=== Entries supplied ===

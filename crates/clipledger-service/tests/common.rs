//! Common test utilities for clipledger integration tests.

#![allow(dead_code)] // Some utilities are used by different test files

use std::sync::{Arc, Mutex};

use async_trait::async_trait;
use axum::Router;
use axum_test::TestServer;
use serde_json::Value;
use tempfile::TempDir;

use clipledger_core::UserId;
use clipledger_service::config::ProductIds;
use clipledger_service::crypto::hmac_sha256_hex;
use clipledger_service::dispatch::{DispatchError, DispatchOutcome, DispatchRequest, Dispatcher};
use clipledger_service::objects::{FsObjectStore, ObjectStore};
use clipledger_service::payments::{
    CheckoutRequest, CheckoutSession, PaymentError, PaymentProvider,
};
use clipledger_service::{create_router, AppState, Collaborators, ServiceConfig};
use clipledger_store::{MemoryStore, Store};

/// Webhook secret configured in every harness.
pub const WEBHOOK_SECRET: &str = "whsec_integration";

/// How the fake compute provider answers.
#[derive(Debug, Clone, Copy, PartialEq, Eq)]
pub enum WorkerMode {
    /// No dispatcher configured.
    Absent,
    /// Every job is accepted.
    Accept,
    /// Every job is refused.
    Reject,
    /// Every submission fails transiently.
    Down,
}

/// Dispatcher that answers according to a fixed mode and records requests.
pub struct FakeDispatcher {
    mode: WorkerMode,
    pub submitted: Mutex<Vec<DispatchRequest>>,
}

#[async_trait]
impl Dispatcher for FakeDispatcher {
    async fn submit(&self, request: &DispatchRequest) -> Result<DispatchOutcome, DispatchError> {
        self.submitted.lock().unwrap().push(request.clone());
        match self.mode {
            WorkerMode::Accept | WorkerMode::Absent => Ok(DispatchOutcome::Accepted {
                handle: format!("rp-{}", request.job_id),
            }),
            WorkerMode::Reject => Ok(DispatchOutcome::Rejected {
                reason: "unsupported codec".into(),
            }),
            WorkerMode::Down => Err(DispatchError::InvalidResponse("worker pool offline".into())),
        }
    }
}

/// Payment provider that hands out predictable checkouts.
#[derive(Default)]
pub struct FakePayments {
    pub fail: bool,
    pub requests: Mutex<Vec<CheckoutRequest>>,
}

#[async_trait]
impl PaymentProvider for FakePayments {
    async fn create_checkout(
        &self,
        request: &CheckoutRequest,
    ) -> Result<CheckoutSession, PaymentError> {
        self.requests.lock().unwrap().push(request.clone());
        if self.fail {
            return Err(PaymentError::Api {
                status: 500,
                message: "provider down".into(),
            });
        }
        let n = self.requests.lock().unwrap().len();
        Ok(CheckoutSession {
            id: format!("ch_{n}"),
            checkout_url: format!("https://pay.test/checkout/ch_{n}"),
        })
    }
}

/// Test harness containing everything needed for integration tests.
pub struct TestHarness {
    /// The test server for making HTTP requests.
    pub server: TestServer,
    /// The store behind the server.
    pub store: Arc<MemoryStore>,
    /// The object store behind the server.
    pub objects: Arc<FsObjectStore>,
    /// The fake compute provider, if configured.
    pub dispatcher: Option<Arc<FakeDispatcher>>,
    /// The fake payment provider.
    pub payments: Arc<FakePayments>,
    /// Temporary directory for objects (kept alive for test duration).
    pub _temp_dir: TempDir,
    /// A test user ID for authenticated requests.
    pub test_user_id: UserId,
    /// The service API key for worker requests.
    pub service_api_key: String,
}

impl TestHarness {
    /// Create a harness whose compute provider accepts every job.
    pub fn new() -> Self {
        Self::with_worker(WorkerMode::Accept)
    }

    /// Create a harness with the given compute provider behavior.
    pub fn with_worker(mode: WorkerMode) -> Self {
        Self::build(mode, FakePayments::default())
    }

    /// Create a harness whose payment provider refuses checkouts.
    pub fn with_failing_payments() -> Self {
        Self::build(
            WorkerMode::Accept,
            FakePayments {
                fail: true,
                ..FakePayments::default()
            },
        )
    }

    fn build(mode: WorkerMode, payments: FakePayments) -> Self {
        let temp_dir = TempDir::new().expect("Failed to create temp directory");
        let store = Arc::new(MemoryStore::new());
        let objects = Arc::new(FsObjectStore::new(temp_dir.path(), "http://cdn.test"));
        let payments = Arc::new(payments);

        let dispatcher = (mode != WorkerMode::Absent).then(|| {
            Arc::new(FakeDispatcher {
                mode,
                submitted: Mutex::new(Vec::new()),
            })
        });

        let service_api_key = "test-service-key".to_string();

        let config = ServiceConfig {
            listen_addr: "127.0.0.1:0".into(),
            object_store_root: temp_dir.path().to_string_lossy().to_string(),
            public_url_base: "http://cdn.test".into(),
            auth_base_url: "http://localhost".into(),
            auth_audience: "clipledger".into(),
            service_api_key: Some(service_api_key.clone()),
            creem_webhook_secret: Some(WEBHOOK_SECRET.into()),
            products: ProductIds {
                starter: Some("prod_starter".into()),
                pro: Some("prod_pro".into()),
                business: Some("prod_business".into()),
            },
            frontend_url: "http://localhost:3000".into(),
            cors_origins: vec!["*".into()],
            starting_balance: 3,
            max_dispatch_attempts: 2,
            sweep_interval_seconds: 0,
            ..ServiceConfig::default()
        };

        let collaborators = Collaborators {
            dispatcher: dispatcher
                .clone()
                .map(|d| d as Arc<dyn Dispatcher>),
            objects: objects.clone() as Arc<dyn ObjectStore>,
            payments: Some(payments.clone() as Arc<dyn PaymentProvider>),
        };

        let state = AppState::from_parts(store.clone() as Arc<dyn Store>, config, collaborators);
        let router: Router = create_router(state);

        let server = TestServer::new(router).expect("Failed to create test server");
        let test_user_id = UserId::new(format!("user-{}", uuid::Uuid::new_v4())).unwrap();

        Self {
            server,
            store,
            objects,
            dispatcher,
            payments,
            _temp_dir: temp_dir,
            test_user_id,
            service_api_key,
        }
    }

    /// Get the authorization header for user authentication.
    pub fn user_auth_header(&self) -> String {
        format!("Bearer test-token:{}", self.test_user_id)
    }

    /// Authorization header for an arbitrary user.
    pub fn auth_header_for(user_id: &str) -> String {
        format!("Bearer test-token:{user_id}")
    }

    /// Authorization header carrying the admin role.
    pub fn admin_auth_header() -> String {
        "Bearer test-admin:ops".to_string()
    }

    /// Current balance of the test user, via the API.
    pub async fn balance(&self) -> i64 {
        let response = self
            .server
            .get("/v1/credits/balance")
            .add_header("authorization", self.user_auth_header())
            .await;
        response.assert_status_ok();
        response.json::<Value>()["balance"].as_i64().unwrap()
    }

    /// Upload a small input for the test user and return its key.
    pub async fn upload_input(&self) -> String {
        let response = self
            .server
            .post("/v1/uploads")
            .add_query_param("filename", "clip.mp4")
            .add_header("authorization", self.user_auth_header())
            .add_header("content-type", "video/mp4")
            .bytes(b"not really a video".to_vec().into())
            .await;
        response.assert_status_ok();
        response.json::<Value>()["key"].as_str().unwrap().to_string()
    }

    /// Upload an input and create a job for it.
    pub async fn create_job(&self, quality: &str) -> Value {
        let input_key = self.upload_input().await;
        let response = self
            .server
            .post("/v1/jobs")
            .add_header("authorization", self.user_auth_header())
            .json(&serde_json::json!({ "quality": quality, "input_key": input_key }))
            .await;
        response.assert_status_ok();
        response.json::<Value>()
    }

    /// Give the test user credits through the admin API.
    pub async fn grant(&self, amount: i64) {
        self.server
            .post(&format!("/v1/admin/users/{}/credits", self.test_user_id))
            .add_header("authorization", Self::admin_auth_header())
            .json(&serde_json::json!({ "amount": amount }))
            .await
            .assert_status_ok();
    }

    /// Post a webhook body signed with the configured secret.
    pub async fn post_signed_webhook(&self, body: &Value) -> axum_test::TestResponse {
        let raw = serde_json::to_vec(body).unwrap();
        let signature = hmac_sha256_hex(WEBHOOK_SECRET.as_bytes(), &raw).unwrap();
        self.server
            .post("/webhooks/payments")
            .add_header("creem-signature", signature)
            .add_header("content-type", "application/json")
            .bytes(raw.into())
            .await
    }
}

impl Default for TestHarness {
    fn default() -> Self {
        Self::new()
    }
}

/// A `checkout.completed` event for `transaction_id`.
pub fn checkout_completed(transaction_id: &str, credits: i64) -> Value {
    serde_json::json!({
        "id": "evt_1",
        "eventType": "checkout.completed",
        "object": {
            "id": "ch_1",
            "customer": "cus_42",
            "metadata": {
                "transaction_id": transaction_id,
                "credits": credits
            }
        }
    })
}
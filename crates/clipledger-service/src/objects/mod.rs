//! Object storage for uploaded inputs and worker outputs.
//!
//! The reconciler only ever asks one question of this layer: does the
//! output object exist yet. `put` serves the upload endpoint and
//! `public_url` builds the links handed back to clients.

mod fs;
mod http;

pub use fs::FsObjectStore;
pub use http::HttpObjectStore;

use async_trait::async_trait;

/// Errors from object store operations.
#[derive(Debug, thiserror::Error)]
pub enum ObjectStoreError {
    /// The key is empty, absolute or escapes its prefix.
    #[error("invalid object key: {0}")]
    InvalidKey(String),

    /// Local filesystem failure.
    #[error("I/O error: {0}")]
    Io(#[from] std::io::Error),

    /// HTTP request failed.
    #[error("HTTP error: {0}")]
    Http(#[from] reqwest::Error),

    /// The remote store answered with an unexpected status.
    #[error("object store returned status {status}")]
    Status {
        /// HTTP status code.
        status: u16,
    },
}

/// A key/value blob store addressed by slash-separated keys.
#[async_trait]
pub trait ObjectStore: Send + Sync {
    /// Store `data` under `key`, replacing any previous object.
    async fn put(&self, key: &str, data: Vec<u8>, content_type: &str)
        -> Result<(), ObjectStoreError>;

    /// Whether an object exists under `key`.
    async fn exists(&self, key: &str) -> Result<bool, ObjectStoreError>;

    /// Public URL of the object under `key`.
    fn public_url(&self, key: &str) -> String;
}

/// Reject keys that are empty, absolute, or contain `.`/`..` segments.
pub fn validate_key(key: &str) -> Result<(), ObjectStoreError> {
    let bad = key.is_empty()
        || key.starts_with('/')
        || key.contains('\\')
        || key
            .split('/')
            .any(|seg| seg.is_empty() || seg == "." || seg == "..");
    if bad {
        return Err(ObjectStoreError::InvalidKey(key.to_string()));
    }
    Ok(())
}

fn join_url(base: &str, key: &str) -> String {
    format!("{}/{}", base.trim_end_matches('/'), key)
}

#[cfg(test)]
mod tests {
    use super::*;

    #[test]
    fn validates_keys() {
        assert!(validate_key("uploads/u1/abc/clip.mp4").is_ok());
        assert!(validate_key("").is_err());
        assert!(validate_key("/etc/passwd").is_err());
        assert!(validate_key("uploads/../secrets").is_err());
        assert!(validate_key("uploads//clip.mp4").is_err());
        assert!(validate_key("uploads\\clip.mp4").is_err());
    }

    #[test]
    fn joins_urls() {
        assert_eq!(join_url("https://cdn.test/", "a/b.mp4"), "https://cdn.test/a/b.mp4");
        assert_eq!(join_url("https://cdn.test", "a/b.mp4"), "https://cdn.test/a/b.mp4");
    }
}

===

Your task is to restate, word for word, only those lines above that fall between the line holding "by slash-separated keys." and the line holding "Vec<u8>, content_type: &str)", inclusive.

__Finished exercise__.
/// A key/value blob store addressed by slash-separated keys.
#[async_trait]
pub trait ObjectStore: Send + Sync {
    /// Store `data` under `key`, replacing any previous object.
    async fn put(&self, key: &str, data: Vec<u8>, content_type: &str)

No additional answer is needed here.